The issue is, what is relevant for defamation purposes or how broadly must relevancy be interpreted so as to not have a chilling effect on the grievance proceedings. A review of the law in other areas where an absolute privilege has been granted may be helpful in this analysis. The balance which must be preserved between an individual's right to be free from slander versus the need for full disclosure in judicial and quasi-judicial proceedings is similar to the balance which must be preserved in the grievance process.
This absolute immunity resulted from the balancing of two competing interests: the right of an individual to enjoy a reputation unimpaired by defamatory attacks versus the right of the public interest to a free *901 and full disclosure of facts in the conduct of judicial proceedings. Fridovich [v. Fridovich, 598 So. 2d 65 (Fla. 1992)]. In determining that the public interest of disclosure outweighs an individual's right to an unimpaired reputation, courts have noted that participants in judicial proceedings must be free from the fear of later civil liability as to anything said or written during litigation so as not to chill the actions of the participants in the immediate claim. Id.; Sussman v. Damian, 355 So. 2d 809 (Fla. 3d DCA 1977). Although the immunity afforded to defamatory statements may indeed bar recovery for bona fide injuries, the chilling effect on free testimony would seriously hamper the adversary system if absolute immunity were not provided. Wright [v. Yurko, 446 So. 2d 1162 (Fla. 5th DCA 1984)].
Levin, Middlebrooks, Mabie, Thomas, Mayes & Mitchell, P.A. v. United States Fire Ins. Co., 639 So. 2d 606, 607 (Fla. 1994).

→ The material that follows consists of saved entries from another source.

//! API Integration Tests for chainwatch
//!
//! Covers the HTTP endpoints, and the collector loop feeding them from
//! in-process upstream mocks.

mod common;

use std::time::Duration;

use chainwatch::StorageBuilder;
use chainwatch::collector::{
    CollectorLoop, SentimentIndexProducer, TokenSupplyProducer, TransactionCountProducer,
};
use chainwatch::server::{AppState, create_router};
use chainwatch::source::{MirrorClient, SentimentClient, build_client};
use chainwatch::storage::MetricSample;
use serde_json::Value;
use tempfile::TempDir;
use tokio::net::TcpListener;

// =============================================================================
// Test Helpers
// =============================================================================

/// Build storage in a temp dir.
fn create_test_storage() -> (chainwatch::StorageHandles, TempDir) {
    let dir = tempfile::tempdir().expect("Failed to create temp dir");
    let handles = StorageBuilder::new(dir.path().join("metrics.duckdb"))
        .channel_capacity(100)
        .build()
        .expect("Failed to build storage");
    (handles, dir)
}

/// Start test server and return base URL.
async fn start_test_server(handles: &chainwatch::StorageHandles) -> String {
    let state = AppState {
        metric_reader: handles.metric_reader.clone(),
    };
    let router = create_router(state);

    let listener = TcpListener::bind("127.0.0.1:0")
        .await
        .expect("Failed to bind random port");
    let addr = listener.local_addr().expect("Failed to get local addr");

    tokio::spawn(async move {
        axum::serve(listener, router).await.unwrap();
    });

    // Give server time to start
    tokio::time::sleep(Duration::from_millis(50)).await;

    format!("http://{}", addr)
}

async fn get_json(client: &reqwest::Client, url: String) -> Value {
    let resp = client.get(&url).send().await.expect("request failed");
    assert_eq!(resp.status(), 200, "GET {url}");
    resp.json().await.expect("Failed to parse JSON body")
}

// =============================================================================
// Health Probe Tests
// =============================================================================

#[tokio::test]
async fn test_health_probes() {
    let (handles, _dir) = create_test_storage();
    let base_url = start_test_server(&handles).await;
    let client = reqwest::Client::new();

    let body = get_json(&client, format!("{}/healthz", base_url)).await;
    assert_eq!(body["status"], "ok");

    let body = get_json(&client, format!("{}/readyz", base_url)).await;
    assert_eq!(body["status"], "ok");
    assert_eq!(body["db"], "ready");

    handles.shutdown().unwrap();
}

// =============================================================================
// Metrics API Tests
// =============================================================================

#[tokio::test]
async fn test_series_endpoints_filter_by_source() {
    let (handles, _dir) = create_test_storage();
    for (source, value) in [
        ("hedera_tx_count", 25.0),
        ("hedera_usdc", 5.0e9),
        ("crypto_greed_fear", 42.0),
        ("hedera_tx_count", 30.0),
    ] {
        handles
            .writer
            .insert_sample(MetricSample::new(source, value))
            .await
            .unwrap();
    }
    let base_url = start_test_server(&handles).await;
    let client = reqwest::Client::new();

    let body = get_json(&client, format!("{}/api/metrics/hedera/tx-count", base_url)).await;
    let items = body.as_array().unwrap();
    assert_eq!(items.len(), 2);
    assert!(items.iter().all(|i| i["source"] == "hedera_tx_count"));
    assert_eq!(items[0]["value"], 30.0);

    let body = get_json(&client, format!("{}/api/metrics/hedera/usdc-minted", base_url)).await;
    assert_eq!(body[0]["value"], 5.0e9);

    let body = get_json(&client, format!("{}/api/metrics/crypto/greed-fear", base_url)).await;
    assert_eq!(body[0]["value"], 42.0);
    assert!(body[0]["timestamp"].as_str().unwrap().ends_with('Z'));

    let body = get_json(&client, format!("{}/api/metrics/debug/raw", base_url)).await;
    let items = body.as_array().unwrap();
    assert_eq!(items.len(), 4);
    assert!(items.iter().all(|i| i["id"].is_i64()));

    handles.shutdown().unwrap();
}

#[tokio::test]
async fn test_generic_metrics_api() {
    let (handles, _dir) = create_test_storage();
    for i in 0..15 {
        handles
            .writer
            .insert_sample(MetricSample::new("crypto_greed_fear", f64::from(i)))
            .await
            .unwrap();
    }
    let base_url = start_test_server(&handles).await;
    let client = reqwest::Client::new();

    let body = get_json(
        &client,
        format!("{}/api/metrics?source=crypto_greed_fear&limit=5&order=asc", base_url),
    )
    .await;
    let values: Vec<f64> = body
        .as_array()
        .unwrap()
        .iter()
        .map(|i| i["value"].as_f64().unwrap())
        .collect();
    assert_eq!(values, vec![0.0, 1.0, 2.0, 3.0, 4.0]);

    let body = get_json(&client, format!("{}/api/metrics?range=1h", base_url)).await;
    assert_eq!(body.as_array().unwrap().len(), 15);

    let body = get_json(&client, format!("{}/api/metrics?source=unknown", base_url)).await;
    assert!(body.as_array().unwrap().is_empty());

    let resp = client
        .get(format!("{}/api/metrics/nope", base_url))
        .send()
        .await
        .unwrap();
    assert_eq!(resp.status(), 404);

    handles.shutdown().unwrap();
}

#[tokio::test]
async fn test_cors_headers_present() {
    let (handles, _dir) = create_test_storage();
    let base_url = start_test_server(&handles).await;

    let resp = reqwest::Client::new()
        .get(format!("{}/api/metrics/debug/raw", base_url))
        .header("Origin", "http://localhost:3000")
        .send()
        .await
        .unwrap();
    assert_eq!(resp.status(), 200);
    assert!(resp.headers().contains_key("access-control-allow-origin"));

    handles.shutdown().unwrap();
}

// =============================================================================
// Collector → API
// =============================================================================

#[tokio::test]
async fn test_collector_cycle_visible_through_api() {
    let mock = common::start_mock_upstream().await;
    let (handles, _dir) = create_test_storage();

    let http = build_client(Duration::from_secs(5)).unwrap();
    let mirror = MirrorClient::new(http.clone(), mock.mirror_base_url());
    let sentiment = SentimentClient::new(http, mock.sentiment_url());

    let mut collector = CollectorLoop::new(handles.writer.clone(), Duration::from_secs(300));
    collector
        .register(TransactionCountProducer::new(mirror.clone()))
        .unwrap();
    collector.register(TokenSupplyProducer::usdc(mirror)).unwrap();
    collector
        .register(SentimentIndexProducer::new(sentiment))
        .unwrap();

    let report = collector.run_cycle().await;
    assert!(report.is_clean(), "{report:?}");
    assert_eq!(
        report.succeeded,
        vec!["hedera_tx_count", "hedera_usdc", "crypto_greed_fear"]
    );
    assert_eq!(
        mock.requests_to("/api/v1/tokens"),
        vec!["/api/v1/tokens/0.0.456858"]
    );

    let base_url = start_test_server(&handles).await;
    let client = reqwest::Client::new();

    let body = get_json(&client, format!("{}/api/metrics/hedera/tx-count", base_url)).await;
    assert_eq!(body[0]["value"], 2.0);
    let body = get_json(&client, format!("{}/api/metrics/hedera/usdc-minted", base_url)).await;
    assert_eq!(body[0]["value"], 5_000_000_000.0);
    let body = get_json(&client, format!("{}/api/metrics/crypto/greed-fear", base_url)).await;
    assert_eq!(body[0]["value"], 42.0);

    handles.shutdown().unwrap();
}

#[tokio::test]
async fn test_failing_upstream_does_not_block_other_producers() {
    let (handles, _dir) = create_test_storage();
    let mock = common::start_mock_upstream().await;

    let http = build_client(Duration::from_secs(2)).unwrap();
    // Nothing listens on port 1
    let dead_mirror = MirrorClient::new(http.clone(), "http://127.0.0.1:1/api/v1");
    let sentiment = SentimentClient::new(http, mock.sentiment_url());

    let mut collector = CollectorLoop::new(handles.writer.clone(), Duration::from_secs(300));
    collector
        .register(TransactionCountProducer::new(dead_mirror))
        .unwrap();
    collector
        .register(SentimentIndexProducer::new(sentiment))
        .unwrap();

    let report = collector.run_cycle().await;
    assert_eq!(report.succeeded, vec!["crypto_greed_fear"]);
    assert_eq!(report.failed.len(), 1);
    assert_eq!(report.failed[0].0, "hedera_tx_count");
    assert_eq!(handles.metric_reader.count().unwrap(), 1);

    handles.shutdown().unwrap();
}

Statements made within the course of a judicial or quasi-judicial proceeding are protected as long as the statements are relevant to the subject of the inquiry. Fridovich v. Fridovich, 598 So. 2d 65, 66 (Fla. 1992). In recognition of the necessity of providing for the free flow of information, however, courts have not imposed a strict relevancy test in determining whether a statement made in the judicial process is entitled to immunity; rather, courts provide for absolute immunity if a statement is made during the course of the proceeding and "has some relation to the proceeding." Levin, supra at 608. See also Fridovich, supra at 66, which cites with approval the Restatement (Second) of Torts § 587 (1977), which provides that the privilege applies "if the matter has some relation to the proceeding."[5] We feel that the same level of protection should be provided to statements made during the course of the grievance proceeding where the free flow of information is essential to the integrity of the grievance process. We, therefore, must analyze the statements in the instant case in accordance with the relaxed relevancy standard utilized in the restatement in order to determine if they were absolutely privileged. See Bell v. Gellert, supra.

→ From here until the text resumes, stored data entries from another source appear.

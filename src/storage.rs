//! Storage Layer
//!
//! Two DuckDB-backed stores:
//! - **Metrics store**: append-only `(timestamp, value, source)` samples, written
//!   by a dedicated actor thread fed through a bounded channel and read through
//!   connections sharing the writer's instance
//! - **Analytical store**: tables of normalized records appended by [`TableWriter`]
//!
//! # Components
//!
//! - [`StorageWriter`]: Sample writes via the actor channel
//! - [`MetricReader`]: Sample queries
//! - [`StorageAdmin`]: Checkpoint and shutdown
//! - [`StorageBuilder`] / [`StorageHandles`]: Initialization and lifecycle management
//! - [`TableWriter`]: Incremental batch appends with schema taken from the first batch

mod actor;
mod builder;
mod error;
mod facades;
mod pool;
mod schema;
mod table;
mod types;

pub use builder::{
    DEFAULT_CHANNEL_CAPACITY, DEFAULT_CHECKPOINT_INTERVAL, StorageBuilder, StorageHandles,
};
pub use error::StorageError;
pub use facades::{
    DEFAULT_LIMIT, MAX_LIMIT, MetricReader, SampleQuery, SortOrder, StorageAdmin, StorageWriter,
};
pub use table::{ColumnType, TableWriter};
pub use types::{MetricSample, SOURCE_CRYPTO_GREED_FEAR, SOURCE_HEDERA_TX_COUNT, SOURCE_HEDERA_USDC};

We find that the statements at issue were related to and within the scope of the grievance process. The terms and conditions of employment which were the subject of the grievance involved charges of racial harassment of black employees by James Reese, and the condoning of this behavior by supervisory personnel, including appellant. The alleged defamatory statement claimed that there was a concerted effort by appellant and Mr. Reese against a black man in connection with a murder. If this statement was true and widely known, it would contribute to the racial tension in the workplace and be evidence of the condoning of discriminatory behavior by the supervisors. We, therefore, find that the statement was reasonably related to the grievance. The fact that the alleged defamation statement involved an accusation of criminal acts does not mean that it was not relevant to the subject of the grievance. Harrigan v. Caneel Bay, Inc., 745 F. Supp. 1122 (D.Virgin Islands 1990). In General Motors Corp. v. Mendicki, supra, the circuit court dealt with a similar complaint filed by Mendicki against his employer for a statement made at a meeting between two union representatives and two employer representatives, addressing a grievance arising from Mendicki's discharge from employment. The statement there had to do with the fact that the company knew Mendicki had been stealing from the company. There, the court found that the questions and answers were an integral part of the process of addressing the employee's grievance and had a direct relevancy to the issue addressed by the grievance.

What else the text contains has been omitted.